## Action item
Once you reach the line containing "let outcome = app" in the entries below, write out that line and each one after it down to the line containing "if outcome.status_code == 0", exactly and with nothing added.

=== Section Start ===

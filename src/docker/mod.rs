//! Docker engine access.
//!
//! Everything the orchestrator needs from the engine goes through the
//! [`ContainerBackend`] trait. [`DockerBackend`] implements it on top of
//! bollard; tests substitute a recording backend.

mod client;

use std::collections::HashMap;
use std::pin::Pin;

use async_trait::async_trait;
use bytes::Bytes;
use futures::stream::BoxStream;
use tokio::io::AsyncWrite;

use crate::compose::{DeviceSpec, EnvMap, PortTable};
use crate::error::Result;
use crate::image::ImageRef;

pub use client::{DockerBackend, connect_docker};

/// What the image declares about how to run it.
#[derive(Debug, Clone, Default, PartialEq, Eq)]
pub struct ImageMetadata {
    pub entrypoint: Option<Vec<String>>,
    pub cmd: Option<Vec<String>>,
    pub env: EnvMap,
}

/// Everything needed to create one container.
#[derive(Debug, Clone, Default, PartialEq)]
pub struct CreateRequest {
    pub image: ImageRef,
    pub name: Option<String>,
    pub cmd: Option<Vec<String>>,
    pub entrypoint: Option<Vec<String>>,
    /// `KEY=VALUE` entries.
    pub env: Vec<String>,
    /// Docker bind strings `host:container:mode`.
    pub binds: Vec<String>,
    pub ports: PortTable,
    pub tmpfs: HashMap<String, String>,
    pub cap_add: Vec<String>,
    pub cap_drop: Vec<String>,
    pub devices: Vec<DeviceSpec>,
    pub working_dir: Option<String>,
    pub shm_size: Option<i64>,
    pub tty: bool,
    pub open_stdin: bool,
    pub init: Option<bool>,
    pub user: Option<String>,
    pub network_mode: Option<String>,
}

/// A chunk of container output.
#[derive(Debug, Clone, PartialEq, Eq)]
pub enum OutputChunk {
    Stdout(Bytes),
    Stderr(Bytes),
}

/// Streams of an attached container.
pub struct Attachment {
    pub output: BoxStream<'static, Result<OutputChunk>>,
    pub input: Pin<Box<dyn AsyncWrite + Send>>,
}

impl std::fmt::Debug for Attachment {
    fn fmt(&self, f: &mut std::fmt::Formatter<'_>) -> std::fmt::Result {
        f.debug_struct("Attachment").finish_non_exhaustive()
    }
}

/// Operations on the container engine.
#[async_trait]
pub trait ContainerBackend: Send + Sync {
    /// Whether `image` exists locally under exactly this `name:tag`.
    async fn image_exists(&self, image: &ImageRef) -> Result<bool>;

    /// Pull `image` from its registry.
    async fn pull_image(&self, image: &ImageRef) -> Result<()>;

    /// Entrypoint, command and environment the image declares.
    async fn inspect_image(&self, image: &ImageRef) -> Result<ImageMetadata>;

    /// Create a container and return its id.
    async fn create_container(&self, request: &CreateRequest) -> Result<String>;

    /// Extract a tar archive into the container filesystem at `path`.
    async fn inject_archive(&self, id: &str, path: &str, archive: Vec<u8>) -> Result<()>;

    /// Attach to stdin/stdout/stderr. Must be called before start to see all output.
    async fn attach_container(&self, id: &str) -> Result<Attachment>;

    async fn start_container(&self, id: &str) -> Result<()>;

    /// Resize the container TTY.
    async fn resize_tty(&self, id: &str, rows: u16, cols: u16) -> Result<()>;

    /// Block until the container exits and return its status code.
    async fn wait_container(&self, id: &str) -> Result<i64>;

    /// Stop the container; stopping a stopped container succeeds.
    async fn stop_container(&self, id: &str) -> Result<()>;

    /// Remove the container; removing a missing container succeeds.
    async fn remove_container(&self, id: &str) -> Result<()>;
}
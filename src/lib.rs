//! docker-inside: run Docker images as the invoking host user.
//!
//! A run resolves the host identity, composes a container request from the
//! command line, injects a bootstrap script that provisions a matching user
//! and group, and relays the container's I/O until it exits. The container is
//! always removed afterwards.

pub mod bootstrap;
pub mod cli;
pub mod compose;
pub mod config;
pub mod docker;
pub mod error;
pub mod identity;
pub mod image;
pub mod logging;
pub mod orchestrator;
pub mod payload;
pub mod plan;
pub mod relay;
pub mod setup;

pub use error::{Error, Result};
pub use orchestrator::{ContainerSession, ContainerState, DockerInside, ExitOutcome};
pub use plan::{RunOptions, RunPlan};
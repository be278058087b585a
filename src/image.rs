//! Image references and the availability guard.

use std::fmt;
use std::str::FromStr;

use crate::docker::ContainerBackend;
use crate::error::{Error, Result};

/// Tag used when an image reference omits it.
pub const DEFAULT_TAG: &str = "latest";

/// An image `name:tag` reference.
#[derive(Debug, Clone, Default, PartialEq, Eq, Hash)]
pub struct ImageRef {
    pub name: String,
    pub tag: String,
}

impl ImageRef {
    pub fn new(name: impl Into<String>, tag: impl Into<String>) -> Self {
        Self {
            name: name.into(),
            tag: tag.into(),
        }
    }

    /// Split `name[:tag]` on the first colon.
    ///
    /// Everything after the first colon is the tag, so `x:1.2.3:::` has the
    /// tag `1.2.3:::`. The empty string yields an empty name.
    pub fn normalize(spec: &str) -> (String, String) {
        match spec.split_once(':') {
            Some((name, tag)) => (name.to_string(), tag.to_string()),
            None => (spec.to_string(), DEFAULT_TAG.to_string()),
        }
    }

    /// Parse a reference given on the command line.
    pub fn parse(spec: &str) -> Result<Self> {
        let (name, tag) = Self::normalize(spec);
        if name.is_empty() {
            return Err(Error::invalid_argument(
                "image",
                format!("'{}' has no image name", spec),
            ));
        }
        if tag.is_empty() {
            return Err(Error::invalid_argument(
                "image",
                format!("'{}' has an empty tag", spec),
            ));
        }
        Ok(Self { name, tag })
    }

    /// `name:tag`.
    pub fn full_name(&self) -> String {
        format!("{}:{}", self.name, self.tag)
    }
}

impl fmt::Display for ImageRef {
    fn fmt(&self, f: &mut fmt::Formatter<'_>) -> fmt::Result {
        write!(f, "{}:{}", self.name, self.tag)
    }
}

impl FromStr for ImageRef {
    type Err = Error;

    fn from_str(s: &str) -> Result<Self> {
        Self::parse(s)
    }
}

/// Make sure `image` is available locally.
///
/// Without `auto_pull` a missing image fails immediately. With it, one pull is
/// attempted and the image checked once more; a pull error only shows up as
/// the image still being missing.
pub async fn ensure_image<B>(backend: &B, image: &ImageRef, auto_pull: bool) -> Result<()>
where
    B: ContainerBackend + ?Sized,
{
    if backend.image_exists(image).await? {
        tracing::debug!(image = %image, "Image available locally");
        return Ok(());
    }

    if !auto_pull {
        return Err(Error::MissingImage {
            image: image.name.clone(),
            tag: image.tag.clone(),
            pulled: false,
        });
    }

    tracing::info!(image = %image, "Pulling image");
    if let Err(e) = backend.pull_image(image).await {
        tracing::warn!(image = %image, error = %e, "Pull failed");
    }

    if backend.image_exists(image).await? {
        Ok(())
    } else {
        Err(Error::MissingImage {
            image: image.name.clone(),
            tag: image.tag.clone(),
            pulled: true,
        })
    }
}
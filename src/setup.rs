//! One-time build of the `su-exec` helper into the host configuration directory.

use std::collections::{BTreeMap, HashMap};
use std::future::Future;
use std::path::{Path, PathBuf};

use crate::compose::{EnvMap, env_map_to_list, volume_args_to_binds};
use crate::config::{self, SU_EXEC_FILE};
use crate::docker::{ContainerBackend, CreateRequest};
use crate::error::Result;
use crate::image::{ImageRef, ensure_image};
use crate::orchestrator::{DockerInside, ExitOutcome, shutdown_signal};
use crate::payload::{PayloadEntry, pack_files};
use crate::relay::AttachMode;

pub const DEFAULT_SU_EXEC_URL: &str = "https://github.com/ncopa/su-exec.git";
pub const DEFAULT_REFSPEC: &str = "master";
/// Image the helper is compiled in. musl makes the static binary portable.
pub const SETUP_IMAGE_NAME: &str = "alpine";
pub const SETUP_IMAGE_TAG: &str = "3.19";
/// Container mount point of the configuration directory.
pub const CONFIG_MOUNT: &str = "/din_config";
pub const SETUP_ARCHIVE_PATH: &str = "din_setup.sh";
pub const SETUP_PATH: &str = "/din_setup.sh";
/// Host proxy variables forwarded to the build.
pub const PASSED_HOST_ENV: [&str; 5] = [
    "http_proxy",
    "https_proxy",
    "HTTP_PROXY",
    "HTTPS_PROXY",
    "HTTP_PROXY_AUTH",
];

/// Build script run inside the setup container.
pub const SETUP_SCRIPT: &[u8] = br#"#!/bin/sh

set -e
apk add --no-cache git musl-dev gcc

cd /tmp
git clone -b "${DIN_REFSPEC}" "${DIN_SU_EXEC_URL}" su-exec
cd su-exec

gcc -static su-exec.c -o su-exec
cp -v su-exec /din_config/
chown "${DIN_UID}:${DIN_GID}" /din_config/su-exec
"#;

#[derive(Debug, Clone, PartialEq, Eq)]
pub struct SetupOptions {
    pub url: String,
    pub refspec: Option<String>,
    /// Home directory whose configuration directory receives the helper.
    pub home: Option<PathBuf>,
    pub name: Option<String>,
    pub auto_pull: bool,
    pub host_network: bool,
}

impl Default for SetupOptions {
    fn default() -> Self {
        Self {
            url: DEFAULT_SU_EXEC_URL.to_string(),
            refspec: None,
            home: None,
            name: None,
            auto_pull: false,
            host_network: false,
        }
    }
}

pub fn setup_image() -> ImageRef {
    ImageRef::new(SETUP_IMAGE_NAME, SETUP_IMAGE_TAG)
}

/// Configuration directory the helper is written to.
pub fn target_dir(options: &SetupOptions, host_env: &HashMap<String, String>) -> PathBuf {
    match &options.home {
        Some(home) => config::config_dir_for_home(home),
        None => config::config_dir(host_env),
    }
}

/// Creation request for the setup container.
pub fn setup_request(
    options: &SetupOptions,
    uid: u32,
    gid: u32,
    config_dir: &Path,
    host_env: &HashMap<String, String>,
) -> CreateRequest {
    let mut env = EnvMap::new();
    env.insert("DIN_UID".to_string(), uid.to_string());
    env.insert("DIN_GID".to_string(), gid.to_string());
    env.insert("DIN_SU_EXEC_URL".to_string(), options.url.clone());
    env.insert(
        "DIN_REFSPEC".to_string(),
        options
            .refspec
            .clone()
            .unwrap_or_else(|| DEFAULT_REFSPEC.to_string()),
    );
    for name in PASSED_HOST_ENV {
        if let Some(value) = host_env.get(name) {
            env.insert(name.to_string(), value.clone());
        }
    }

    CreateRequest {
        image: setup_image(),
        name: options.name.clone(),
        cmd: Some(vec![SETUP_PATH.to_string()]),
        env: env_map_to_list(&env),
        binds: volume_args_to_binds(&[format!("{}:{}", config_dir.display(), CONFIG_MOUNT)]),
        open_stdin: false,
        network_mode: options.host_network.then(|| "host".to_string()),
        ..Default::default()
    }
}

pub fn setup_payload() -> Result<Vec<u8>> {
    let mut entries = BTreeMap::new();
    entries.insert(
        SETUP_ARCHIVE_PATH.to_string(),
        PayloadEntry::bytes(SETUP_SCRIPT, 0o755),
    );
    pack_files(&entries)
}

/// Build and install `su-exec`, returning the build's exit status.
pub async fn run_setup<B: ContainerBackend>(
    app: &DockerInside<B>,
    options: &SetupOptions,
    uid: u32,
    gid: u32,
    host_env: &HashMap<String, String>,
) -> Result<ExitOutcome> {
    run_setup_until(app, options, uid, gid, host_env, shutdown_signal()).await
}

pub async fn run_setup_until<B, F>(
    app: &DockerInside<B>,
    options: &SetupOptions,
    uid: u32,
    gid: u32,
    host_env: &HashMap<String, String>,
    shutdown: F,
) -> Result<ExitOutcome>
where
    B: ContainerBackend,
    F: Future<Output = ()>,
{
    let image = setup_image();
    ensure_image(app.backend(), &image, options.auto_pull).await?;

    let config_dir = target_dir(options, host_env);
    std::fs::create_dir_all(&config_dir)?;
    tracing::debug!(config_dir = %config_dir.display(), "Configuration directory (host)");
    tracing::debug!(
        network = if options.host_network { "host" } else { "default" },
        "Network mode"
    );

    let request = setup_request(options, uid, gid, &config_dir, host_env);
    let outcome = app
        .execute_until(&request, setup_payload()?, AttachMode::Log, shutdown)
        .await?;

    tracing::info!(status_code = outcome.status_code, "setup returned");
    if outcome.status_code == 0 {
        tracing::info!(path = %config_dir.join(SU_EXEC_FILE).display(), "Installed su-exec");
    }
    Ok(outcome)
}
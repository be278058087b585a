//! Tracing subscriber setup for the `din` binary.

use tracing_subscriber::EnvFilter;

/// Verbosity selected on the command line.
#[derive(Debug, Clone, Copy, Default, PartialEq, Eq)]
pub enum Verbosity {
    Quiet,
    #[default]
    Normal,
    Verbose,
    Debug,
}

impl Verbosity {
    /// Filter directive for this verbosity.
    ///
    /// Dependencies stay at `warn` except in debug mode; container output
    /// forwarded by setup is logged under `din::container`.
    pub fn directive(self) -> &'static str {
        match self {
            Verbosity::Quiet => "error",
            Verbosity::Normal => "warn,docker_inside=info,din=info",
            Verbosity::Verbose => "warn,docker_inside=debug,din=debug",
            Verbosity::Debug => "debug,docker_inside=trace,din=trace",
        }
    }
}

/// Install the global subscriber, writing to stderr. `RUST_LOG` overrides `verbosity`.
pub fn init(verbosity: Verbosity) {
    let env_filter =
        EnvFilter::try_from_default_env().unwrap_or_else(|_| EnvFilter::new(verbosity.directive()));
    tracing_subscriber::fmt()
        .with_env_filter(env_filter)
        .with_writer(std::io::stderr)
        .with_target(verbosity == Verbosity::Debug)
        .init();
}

=== Section End ===

## Finished task
    let outcome = app
        .execute_until(&request, setup_payload()?, AttachMode::Log, shutdown)
        .await?;

    tracing::info!(status_code = outcome.status_code, "setup returned");
    if outcome.status_code == 0 {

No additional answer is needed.